• What is being asked
Copy each line of the data below, character for character.

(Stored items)
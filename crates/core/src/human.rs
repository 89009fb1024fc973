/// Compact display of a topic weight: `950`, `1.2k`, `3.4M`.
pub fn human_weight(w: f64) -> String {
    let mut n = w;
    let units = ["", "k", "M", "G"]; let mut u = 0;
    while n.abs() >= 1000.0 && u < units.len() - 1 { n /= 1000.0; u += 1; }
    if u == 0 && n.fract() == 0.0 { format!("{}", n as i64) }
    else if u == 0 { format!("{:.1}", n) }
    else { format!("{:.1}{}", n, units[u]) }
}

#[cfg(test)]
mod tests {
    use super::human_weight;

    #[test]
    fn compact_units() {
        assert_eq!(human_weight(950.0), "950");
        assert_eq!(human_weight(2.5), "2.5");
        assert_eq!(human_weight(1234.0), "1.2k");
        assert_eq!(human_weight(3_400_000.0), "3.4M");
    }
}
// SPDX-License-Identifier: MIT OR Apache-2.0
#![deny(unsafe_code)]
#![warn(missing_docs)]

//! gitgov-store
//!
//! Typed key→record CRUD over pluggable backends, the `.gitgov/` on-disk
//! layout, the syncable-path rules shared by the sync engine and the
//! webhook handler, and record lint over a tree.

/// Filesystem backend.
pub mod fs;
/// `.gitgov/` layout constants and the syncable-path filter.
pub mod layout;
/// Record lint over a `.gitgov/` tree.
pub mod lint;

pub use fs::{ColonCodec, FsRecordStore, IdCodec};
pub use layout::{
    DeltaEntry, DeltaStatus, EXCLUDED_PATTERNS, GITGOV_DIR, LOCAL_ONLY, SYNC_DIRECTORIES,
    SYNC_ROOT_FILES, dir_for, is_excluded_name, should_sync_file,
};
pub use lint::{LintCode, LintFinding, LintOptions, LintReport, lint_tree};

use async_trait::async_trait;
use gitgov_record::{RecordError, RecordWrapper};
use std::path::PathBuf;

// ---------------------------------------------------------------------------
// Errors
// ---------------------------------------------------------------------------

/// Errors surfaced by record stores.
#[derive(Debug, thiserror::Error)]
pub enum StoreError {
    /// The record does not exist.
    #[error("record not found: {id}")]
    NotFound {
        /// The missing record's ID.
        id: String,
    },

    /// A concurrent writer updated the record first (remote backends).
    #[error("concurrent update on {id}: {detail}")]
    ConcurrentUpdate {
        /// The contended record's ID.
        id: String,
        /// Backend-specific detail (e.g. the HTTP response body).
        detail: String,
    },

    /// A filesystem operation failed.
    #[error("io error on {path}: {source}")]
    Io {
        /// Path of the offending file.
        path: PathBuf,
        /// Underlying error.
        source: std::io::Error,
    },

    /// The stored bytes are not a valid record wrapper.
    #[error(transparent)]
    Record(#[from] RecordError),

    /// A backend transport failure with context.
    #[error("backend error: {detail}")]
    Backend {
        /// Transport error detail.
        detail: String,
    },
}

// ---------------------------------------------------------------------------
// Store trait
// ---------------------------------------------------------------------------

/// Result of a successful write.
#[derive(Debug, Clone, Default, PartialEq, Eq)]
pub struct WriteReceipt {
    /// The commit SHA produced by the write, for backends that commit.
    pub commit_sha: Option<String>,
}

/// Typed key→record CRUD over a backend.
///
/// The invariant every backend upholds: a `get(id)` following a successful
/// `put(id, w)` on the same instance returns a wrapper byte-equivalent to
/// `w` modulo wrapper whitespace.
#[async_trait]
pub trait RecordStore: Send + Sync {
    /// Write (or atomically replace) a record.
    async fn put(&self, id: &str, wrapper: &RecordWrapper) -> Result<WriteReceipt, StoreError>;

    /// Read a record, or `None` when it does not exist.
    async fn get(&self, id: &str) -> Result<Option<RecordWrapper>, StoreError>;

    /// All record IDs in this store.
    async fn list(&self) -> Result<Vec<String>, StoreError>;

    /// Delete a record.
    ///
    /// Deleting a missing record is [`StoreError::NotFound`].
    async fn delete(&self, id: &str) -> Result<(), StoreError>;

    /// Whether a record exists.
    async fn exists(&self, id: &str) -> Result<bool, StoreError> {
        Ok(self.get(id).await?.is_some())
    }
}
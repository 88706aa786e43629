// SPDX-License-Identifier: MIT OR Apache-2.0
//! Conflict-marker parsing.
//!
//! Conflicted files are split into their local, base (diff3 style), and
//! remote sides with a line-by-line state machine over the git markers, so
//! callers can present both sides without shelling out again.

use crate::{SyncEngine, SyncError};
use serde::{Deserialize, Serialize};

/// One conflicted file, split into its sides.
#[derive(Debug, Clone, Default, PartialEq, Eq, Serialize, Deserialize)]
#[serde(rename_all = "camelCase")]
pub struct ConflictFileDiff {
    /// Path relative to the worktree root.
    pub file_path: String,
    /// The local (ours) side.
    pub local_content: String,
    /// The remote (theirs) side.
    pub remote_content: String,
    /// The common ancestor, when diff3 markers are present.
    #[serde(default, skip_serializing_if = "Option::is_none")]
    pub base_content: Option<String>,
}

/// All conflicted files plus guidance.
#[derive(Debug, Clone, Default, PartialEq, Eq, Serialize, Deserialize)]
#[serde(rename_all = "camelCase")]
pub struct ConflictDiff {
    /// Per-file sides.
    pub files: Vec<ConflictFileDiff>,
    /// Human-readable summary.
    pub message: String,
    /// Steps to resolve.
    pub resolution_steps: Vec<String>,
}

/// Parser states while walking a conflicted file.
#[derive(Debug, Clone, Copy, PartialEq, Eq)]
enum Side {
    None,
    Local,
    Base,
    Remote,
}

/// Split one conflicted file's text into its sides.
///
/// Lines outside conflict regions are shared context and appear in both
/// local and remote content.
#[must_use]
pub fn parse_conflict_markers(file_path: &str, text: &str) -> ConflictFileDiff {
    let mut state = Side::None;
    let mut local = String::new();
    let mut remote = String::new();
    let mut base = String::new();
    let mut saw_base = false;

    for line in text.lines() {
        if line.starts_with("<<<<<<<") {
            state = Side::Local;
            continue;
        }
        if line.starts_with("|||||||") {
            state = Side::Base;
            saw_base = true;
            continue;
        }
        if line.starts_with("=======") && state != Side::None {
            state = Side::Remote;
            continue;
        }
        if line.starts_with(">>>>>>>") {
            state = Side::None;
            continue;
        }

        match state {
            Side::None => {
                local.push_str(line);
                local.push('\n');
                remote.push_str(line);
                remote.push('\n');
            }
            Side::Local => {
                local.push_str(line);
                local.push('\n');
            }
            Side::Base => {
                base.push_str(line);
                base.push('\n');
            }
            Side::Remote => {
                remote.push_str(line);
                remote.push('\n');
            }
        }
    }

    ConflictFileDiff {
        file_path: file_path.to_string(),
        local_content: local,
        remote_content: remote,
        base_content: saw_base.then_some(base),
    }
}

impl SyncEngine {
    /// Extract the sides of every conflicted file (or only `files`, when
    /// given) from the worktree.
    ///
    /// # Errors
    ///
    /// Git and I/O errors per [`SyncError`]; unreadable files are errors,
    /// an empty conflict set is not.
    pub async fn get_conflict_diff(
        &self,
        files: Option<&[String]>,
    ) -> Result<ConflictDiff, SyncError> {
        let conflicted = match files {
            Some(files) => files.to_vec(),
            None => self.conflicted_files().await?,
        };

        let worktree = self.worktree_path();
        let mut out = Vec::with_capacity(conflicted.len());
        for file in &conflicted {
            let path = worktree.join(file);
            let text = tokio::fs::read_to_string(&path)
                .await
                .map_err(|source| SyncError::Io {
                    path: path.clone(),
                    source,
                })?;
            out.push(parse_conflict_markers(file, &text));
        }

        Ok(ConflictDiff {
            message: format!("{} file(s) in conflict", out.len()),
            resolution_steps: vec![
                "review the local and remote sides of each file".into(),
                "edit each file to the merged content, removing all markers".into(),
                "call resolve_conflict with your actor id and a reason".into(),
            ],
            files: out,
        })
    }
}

• Reply to the exercise
filename crates/core/src/human.rs
repository 89009fb1024fc973
/// Compact display of a topic weight: `950`, `1.2k`, `3.4M`.
pub fn human_weight(w: f64) -> String {
    let mut n = w;
    let units = ["", "k", "M", "G"]; let mut u = 0;
    while n.abs() >= 1000.0 && u < units.len() - 1 { n /= 1000.0; u += 1; }
    if u == 0 && n.fract() == 0.0 { format!("{}", n as i64) }
    else if u == 0 { format!("{:.1}", n) }
    else { format!("{:.1}{}", n, units[u]) }
}

#[cfg(test)]
mod tests {
    use super::human_weight;

    #[test]
    fn compact_units() {
        assert_eq!(human_weight(950.0), "950");
        assert_eq!(human_weight(2.5), "2.5");
        assert_eq!(human_weight(1234.0), "1.2k");
        assert_eq!(human_weight(3_400_000.0), "3.4M");
    }
}
// SPDX-License-Identifier: MIT OR Apache-2.0
#![deny(unsafe_code)]
#![warn(missing_docs)]

//! gitgov-store
//!
//! Typed key→record CRUD over pluggable backends, the `.gitgov/` on-disk
//! layout, the syncable-path rules shared by the sync engine and the
//! webhook handler, and record lint over a tree.

/// Filesystem backend.
pub mod fs;
/// `.gitgov/` layout constants and the syncable-path filter.
pub mod layout;
/// Record lint over a `.gitgov/` tree.
pub mod lint;

pub use fs::{ColonCodec, FsRecordStore, IdCodec};
pub use layout::{
    DeltaEntry, DeltaStatus, EXCLUDED_PATTERNS, GITGOV_DIR, LOCAL_ONLY, SYNC_DIRECTORIES,
    SYNC_ROOT_FILES, dir_for, is_excluded_name, should_sync_file,
};
pub use lint::{LintCode, LintFinding, LintOptions, LintReport, lint_tree};

use async_trait::async_trait;
use gitgov_record::{RecordError, RecordWrapper};
use std::path::PathBuf;

// ---------------------------------------------------------------------------
// Errors
// ---------------------------------------------------------------------------

/// Errors surfaced by record stores.
#[derive(Debug, thiserror::Error)]
pub enum StoreError {
    /// The record does not exist.
    #[error("record not found: {id}")]
    NotFound {
        /// The missing record's ID.
        id: String,
    },

    /// A concurrent writer updated the record first (remote backends).
    #[error("concurrent update on {id}: {detail}")]
    ConcurrentUpdate {
        /// The contended record's ID.
        id: String,
        /// Backend-specific detail (e.g. the HTTP response body).
        detail: String,
    },

    /// A filesystem operation failed.
    #[error("io error on {path}: {source}")]
    Io {
        /// Path of the offending file.
        path: PathBuf,
        /// Underlying error.
        source: std::io::Error,
    },

    /// The stored bytes are not a valid record wrapper.
    #[error(transparent)]
    Record(#[from] RecordError),

    /// A backend transport failure with context.
    #[error("backend error: {detail}")]
    Backend {
        /// Transport error detail.
        detail: String,
    },
}

// ---------------------------------------------------------------------------
// Store trait
// ---------------------------------------------------------------------------

/// Result of a successful write.
#[derive(Debug, Clone, Default, PartialEq, Eq)]
pub struct WriteReceipt {
    /// The commit SHA produced by the write, for backends that commit.
    pub commit_sha: Option<String>,
}

/// Typed key→record CRUD over a backend.
///
/// The invariant every backend upholds: a `get(id)` following a successful
/// `put(id, w)` on the same instance returns a wrapper byte-equivalent to
/// `w` modulo wrapper whitespace.
#[async_trait]
pub trait RecordStore: Send + Sync {
    /// Write (or atomically replace) a record.
    async fn put(&self, id: &str, wrapper: &RecordWrapper) -> Result<WriteReceipt, StoreError>;

    /// Read a record, or `None` when it does not exist.
    async fn get(&self, id: &str) -> Result<Option<RecordWrapper>, StoreError>;

    /// All record IDs in this store.
    async fn list(&self) -> Result<Vec<String>, StoreError>;

    /// Delete a record.
    ///
    /// Deleting a missing record is [`StoreError::NotFound`].
    async fn delete(&self, id: &str) -> Result<(), StoreError>;

    /// Whether a record exists.
    async fn exists(&self, id: &str) -> Result<bool, StoreError> {
        Ok(self.get(id).await?.is_some())
    }
}
repository 88706aa786e43629
// SPDX-License-Identifier: MIT OR Apache-2.0
//! Conflict-marker parsing.
//!
//! Conflicted files are split into their local, base (diff3 style), and
//! remote sides with a line-by-line state machine over the git markers, so
//! callers can present both sides without shelling out again.

use crate::{SyncEngine, SyncError};
use serde::{Deserialize, Serialize};

/// One conflicted file, split into its sides.
#[derive(Debug, Clone, Default, PartialEq, Eq, Serialize, Deserialize)]
#[serde(rename_all = "camelCase")]
pub struct ConflictFileDiff {
    /// Path relative to the worktree root.
    pub file_path: String,
    /// The local (ours) side.
    pub local_content: String,
    /// The remote (theirs) side.
    pub remote_content: String,
    /// The common ancestor, when diff3 markers are present.
    #[serde(default, skip_serializing_if = "Option::is_none")]
    pub base_content: Option<String>,
}

/// All conflicted files plus guidance.
#[derive(Debug, Clone, Default, PartialEq, Eq, Serialize, Deserialize)]
#[serde(rename_all = "camelCase")]
pub struct ConflictDiff {
    /// Per-file sides.
    pub files: Vec<ConflictFileDiff>,
    /// Human-readable summary.
    pub message: String,
    /// Steps to resolve.
    pub resolution_steps: Vec<String>,
}

/// Parser states while walking a conflicted file.
#[derive(Debug, Clone, Copy, PartialEq, Eq)]
enum Side {
    None,
    Local,
    Base,
    Remote,
}

/// Split one conflicted file's text into its sides.
///
/// Lines outside conflict regions are shared context and appear in both
/// local and remote content.
#[must_use]
pub fn parse_conflict_markers(file_path: &str, text: &str) -> ConflictFileDiff {
    let mut state = Side::None;
    let mut local = String::new();
    let mut remote = String::new();
    let mut base = String::new();
    let mut saw_base = false;

    for line in text.lines() {
        if line.starts_with("<<<<<<<") {
            state = Side::Local;
            continue;
        }
        if line.starts_with("|||||||") {
            state = Side::Base;
            saw_base = true;
            continue;
        }
        if line.starts_with("=======") && state != Side::None {
            state = Side::Remote;
            continue;
        }
        if line.starts_with(">>>>>>>") {
            state = Side::None;
            continue;
        }

        match state {
            Side::None => {
                local.push_str(line);
                local.push('\n');
                remote.push_str(line);
                remote.push('\n');
            }
            Side::Local => {
                local.push_str(line);
                local.push('\n');
            }
            Side::Base => {
                base.push_str(line);
                base.push('\n');
            }
            Side::Remote => {
                remote.push_str(line);
                remote.push('\n');
            }
        }
    }

    ConflictFileDiff {
        file_path: file_path.to_string(),
        local_content: local,
        remote_content: remote,
        base_content: saw_base.then_some(base),
    }
}

impl SyncEngine {
    /// Extract the sides of every conflicted file (or only `files`, when
    /// given) from the worktree.
    ///
    /// # Errors
    ///
    /// Git and I/O errors per [`SyncError`]; unreadable files are errors,
    /// an empty conflict set is not.
    pub async fn get_conflict_diff(
        &self,
        files: Option<&[String]>,
    ) -> Result<ConflictDiff, SyncError> {
        let conflicted = match files {
            Some(files) => files.to_vec(),
            None => self.conflicted_files().await?,
        };

        let worktree = self.worktree_path();
        let mut out = Vec::with_capacity(conflicted.len());
        for file in &conflicted {
            let path = worktree.join(file);
            let text = tokio::fs::read_to_string(&path)
                .await
                .map_err(|source| SyncError::Io {
                    path: path.clone(),
                    source,
                })?;
            out.push(parse_conflict_markers(file, &text));
        }

        Ok(ConflictDiff {
            message: format!("{} file(s) in conflict", out.len()),
            resolution_steps: vec![
                "review the local and remote sides of each file".into(),
                "edit each file to the merged content, removing all markers".into(),
                "call resolve_conflict with your actor id and a reason".into(),
            ],
            files: out,
        })
    }
}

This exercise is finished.